Task objective. Output every line of the data exactly as it appears.

[Saved data entries]
────────────────────
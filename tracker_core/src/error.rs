use thiserror::Error;

/// Errors raised by the estimator.
#[derive(Error, Debug, Clone, PartialEq)]
pub enum Error {
    #[error("Invalid configuration: {name} = {value} ({reason})")]
    InvalidConfig {
        name: &'static str,
        value: f64,
        reason: &'static str,
    },

    #[error("Invalid covariance: {0}")]
    InvalidCovariance(String),

    #[error("Measurement is not finite: {0}")]
    NonFiniteMeasurement(f64),

    #[error("Innovation covariance is not strictly positive: S = {0}")]
    DegenerateInnovation(f64),
}

/// Result type for estimator operations
pub type Result<T> = std::result::Result<T, Error>;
────────────────────
Output of the task.
filename tracker_core/src/error.rs
use thiserror::Error;

/// Errors raised by the estimator.
#[derive(Error, Debug, Clone, PartialEq)]
pub enum Error {
    #[error("Invalid configuration: {name} = {value} ({reason})")]
    InvalidConfig {
        name: &'static str,
        value: f64,
        reason: &'static str,
    },

    #[error("Invalid covariance: {0}")]
    InvalidCovariance(String),

    #[error("Measurement is not finite: {0}")]
    NonFiniteMeasurement(f64),

    #[error("Innovation covariance is not strictly positive: S = {0}")]
    DegenerateInnovation(f64),
}

/// Result type for estimator operations
pub type Result<T> = std::result::Result<T, Error>;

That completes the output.